Fannie Mae and Freddie Mac have been in government conservatorship since 2008, and congressional efforts to reform the two mortgage giants never got off the ground during the Obama administration.
Senate Banking Committee Chairman Mike Crapo, R-Idaho, said in February that while he hoped housing finance reform could be passed within the next 12 months, it might take longer.
“The climate right now in the Senate is as toxic as I have ever seen,” Crapo said at the time.
But speaking last week, Crapo said he was more optimistic about finding common ground with Democrats on the issue.
Mnuchin, whose long career in finance has included stints at Goldman Sachs and as chairman of OneWest Bank, has taken a strong interest in reforming Fannie and Freddie.
“There are things that I came into this job that I knew absolutely nothing about,” he said Monday. “For better or for worse, the housing market is something I know a lot about. I’ve been around for 30 years and have followed the history of Fannie Mae and Freddie Mac very closely.”
Still, it is not clear what a Trump administration reform plan might look like. Congressional Republicans have long been split over the role of the federal government in any revamped system.
Mnuchin said Monday that it is important to eliminate the risk that U.S. taxpayers will be left holding the bag again, as they were in 2008, but did not provide additional details.
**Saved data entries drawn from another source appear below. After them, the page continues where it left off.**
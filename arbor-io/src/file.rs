//! Scoped container file handle

use std::fs::{self, File};
use std::io::{BufWriter, Write};
use std::path::{Path, PathBuf};

use arbor_format::{decode_hierarchy, encode_hierarchy, Group, Limits, Result};
use tracing::{debug, warn};

/// A container file opened for one write or one read.
///
/// [`ContainerFile::create`] truncates the target immediately; the hierarchy
/// built through [`ContainerFile::root_mut`] is written out by
/// [`ContainerFile::close`], or when the handle is dropped without closing.
pub struct ContainerFile {
    path: PathBuf,
    file: Option<File>,
    root: Group,
    limits: Limits,
}

impl ContainerFile {
    /// Create (or truncate) a container at `path` with an empty root group.
    pub fn create(path: impl AsRef<Path>, limits: Limits) -> Result<Self> {
        let path = path.as_ref().to_path_buf();
        let file = File::create(&path)?;
        debug!(path = %path.display(), "created container");
        Ok(Self {
            path,
            file: Some(file),
            root: Group::new(),
            limits,
        })
    }

    /// Open an existing container, verifying and decoding all of it.
    pub fn open(path: impl AsRef<Path>, limits: Limits) -> Result<Self> {
        let path = path.as_ref().to_path_buf();
        let bytes = fs::read(&path)?;
        let root = decode_hierarchy(&bytes, &limits)?;
        debug!(path = %path.display(), bytes = bytes.len(), "opened container");
        Ok(Self {
            path,
            file: None,
            root,
            limits,
        })
    }

    /// Location on disk
    pub fn path(&self) -> &Path {
        &self.path
    }

    /// Root group
    pub fn root(&self) -> &Group {
        &self.root
    }

    /// Root group, for building the hierarchy before close
    pub fn root_mut(&mut self) -> &mut Group {
        &mut self.root
    }

    /// Take the root group out of a container opened for reading.
    pub fn into_root(mut self) -> Group {
        self.file = None;
        std::mem::take(&mut self.root)
    }

    /// Write the hierarchy and close the file.
    pub fn close(mut self) -> Result<()> {
        self.commit()
    }

    fn commit(&mut self) -> Result<()> {
        let Some(file) = self.file.take() else {
            return Ok(());
        };

        let bytes = encode_hierarchy(&self.root, &self.limits)?;
        let mut writer = BufWriter::new(file);
        writer.write_all(&bytes)?;
        writer.flush()?;
        debug!(path = %self.path.display(), bytes = bytes.len(), "committed container");
        Ok(())
    }
}

impl Drop for ContainerFile {
    fn drop(&mut self) {
        if let Err(err) = self.commit() {
            warn!(path = %self.path.display(), error = %err, "failed to commit container on drop");
        }
    }
}
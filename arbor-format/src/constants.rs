//! Constants and magic numbers for the Arbor format

/// File magic bytes: "ARB" + version 0x01
pub const FILE_MAGIC: [u8; 4] = [0x41, 0x52, 0x42, 0x01]; // "ARB\x01"

/// Size of the fixed header portion (magic + flags).
pub const FIXED_HEADER_LEN: usize = 8;

/// Size of the trailing body checksum.
pub const CHECKSUM_LEN: usize = 4;

/// Mask of header flag bits understood by this version. All are reserved.
pub const FLAG_KNOWN_MASK: u32 = 0;

/// Node tag for a group record.
pub const NODE_GROUP: u8 = 0x01;
/// Node tag for a dataset record.
pub const NODE_DATASET: u8 = 0x02;

/// Dtype code for booleans (one byte per element).
pub const DTYPE_BOOL: u8 = 1;
/// Dtype code for signed 64-bit integers (ZigZag + ULEB128).
pub const DTYPE_INT64: u8 = 2;
/// Dtype code for 64-bit floats (little-endian IEEE 754).
pub const DTYPE_FLOAT64: u8 = 3;
/// Dtype code for length-prefixed byte strings.
pub const DTYPE_BYTES: u8 = 4;

/// Rank byte for scalar datasets.
pub const RANK_SCALAR: u8 = 0;
/// Rank byte for one-dimensional datasets.
pub const RANK_VECTOR: u8 = 1;
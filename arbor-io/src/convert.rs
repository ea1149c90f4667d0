//! Conversions between leaf values and datasets

use arbor_format::{ArborError, Data, Dataset, Result, Shape};

use crate::tree::{Array, LeafValue, Scalar};

/// Build the dataset that stores `leaf`.
///
/// Text is stored as UTF-8 byte strings. Fails with
/// [`ArborError::UnsupportedLeaf`] for nulls and lists that cannot be coerced
/// to a single element type.
pub fn dataset_from_leaf(leaf: &LeafValue) -> Result<Dataset> {
    match leaf {
        LeafValue::Null => Err(ArborError::UnsupportedLeaf(
            "null has no dataset representation".to_string(),
        )),
        LeafValue::Bool(b) => Dataset::scalar(Data::Bool(vec![*b])),
        LeafValue::Int(i) => Dataset::scalar(Data::Int(vec![*i])),
        LeafValue::Float(f) => Dataset::scalar(Data::Float(vec![*f])),
        LeafValue::Text(t) => Dataset::scalar(Data::Bytes(vec![t.as_bytes().to_vec()])),
        LeafValue::Bytes(b) => Dataset::scalar(Data::Bytes(vec![b.clone()])),
        LeafValue::Array(array) => Ok(Dataset::vector(data_from_array(array.clone()))),
        LeafValue::List(items) => match Array::from_scalars(items) {
            Some(array) => Ok(Dataset::vector(data_from_array(array))),
            None => Err(ArborError::UnsupportedLeaf(format!(
                "list of [{}] has no common element type",
                describe_elements(items)
            ))),
        },
    }
}

fn data_from_array(array: Array) -> Data {
    match array {
        Array::Bool(v) => Data::Bool(v),
        Array::Int(v) => Data::Int(v),
        Array::Float(v) => Data::Float(v),
        Array::Text(v) => Data::Bytes(v.into_iter().map(String::into_bytes).collect()),
        Array::Bytes(v) => Data::Bytes(v),
    }
}

fn describe_elements(items: &[Scalar]) -> String {
    let mut names: Vec<&str> = Vec::new();
    for item in items {
        let name = item.type_name();
        if !names.contains(&name) {
            names.push(name);
        }
    }
    names.join(", ")
}

/// Raw leaf for a stored dataset, before any normalization.
///
/// Scalars come back as scalar leaves and vectors as array-like leaves. Byte
/// strings stay byte strings.
pub fn leaf_from_dataset(dataset: Dataset) -> Result<LeafValue> {
    let (shape, data) = dataset.into_parts();
    match shape {
        Shape::Vector(_) => Ok(LeafValue::Array(match data {
            Data::Bool(v) => Array::Bool(v),
            Data::Int(v) => Array::Int(v),
            Data::Float(v) => Array::Float(v),
            Data::Bytes(v) => Array::Bytes(v),
        })),
        Shape::Scalar => {
            let leaf = match data {
                Data::Bool(v) => v.into_iter().next().map(LeafValue::Bool),
                Data::Int(v) => v.into_iter().next().map(LeafValue::Int),
                Data::Float(v) => v.into_iter().next().map(LeafValue::Float),
                Data::Bytes(v) => v.into_iter().next().map(LeafValue::Bytes),
            };
            leaf.ok_or_else(|| ArborError::Internal("scalar dataset without a value".to_string()))
        }
    }
}

/// Apply the read-side normalization to a raw leaf.
///
/// 1. `to_lists` turns array-like leaves into lists; otherwise lists are
///    coerced to array-like form where possible.
/// 2. A list whose first element is a byte string, or any byte string
///    array (empty included), has its byte strings decoded to text,
///    whatever `decode_strings` says.
/// 3. Otherwise a scalar byte string is decoded when `decode_strings` is set.
pub fn normalize_leaf(leaf: LeafValue, to_lists: bool, decode_strings: bool) -> Result<LeafValue> {
    let leaf = match leaf {
        LeafValue::Array(array) if to_lists => LeafValue::List(array.into_scalars()),
        LeafValue::List(items) if !to_lists => match Array::from_scalars(&items) {
            Some(array) => LeafValue::Array(array),
            None => LeafValue::List(items),
        },
        other => other,
    };

    match leaf {
        LeafValue::List(items) if matches!(items.first(), Some(Scalar::Bytes(_))) => {
            let decoded = items
                .into_iter()
                .map(|item| -> Result<Scalar> {
                    match item {
                        Scalar::Bytes(raw) => Ok(Scalar::Text(String::from_utf8(raw)?)),
                        other => Ok(other),
                    }
                })
                .collect::<Result<Vec<_>>>()?;
            Ok(LeafValue::List(decoded))
        }
        LeafValue::Array(Array::Bytes(items)) => {
            let decoded = items
                .into_iter()
                .map(String::from_utf8)
                .collect::<std::result::Result<Vec<_>, _>>()?;
            Ok(LeafValue::Array(Array::Text(decoded)))
        }
        LeafValue::Bytes(raw) if decode_strings => Ok(LeafValue::Text(String::from_utf8(raw)?)),
        other => Ok(other),
    }
}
“What I’ve said is we can’t leave Fannie and Freddie as is for the next four years,” he said. “We need to make sure that on the one hand we have liquidity in the housing markets — a very, very important part of the economy. On the other hand, we can’t have taxpayers at risk. And right now, taxpayers are at risk through the Treasury’s support.”
Mnuchin was also asked about the mortgage interest deduction, which has long been a sacred cow in Washington, and would be preserved under the tax reform outline that the Trump administration unveiled last week.
“That’s kind of like apple pie,” Mnuchin responded. “Again, owning a home is something that’s been part of the American dream, and we want to keep it that way.”
Still, the Trump plan has stirred unease in the housing sector, since it would double the standard deduction, eliminating the advantage that the mortgage interest deduction currently provides to many middle-class homeowners.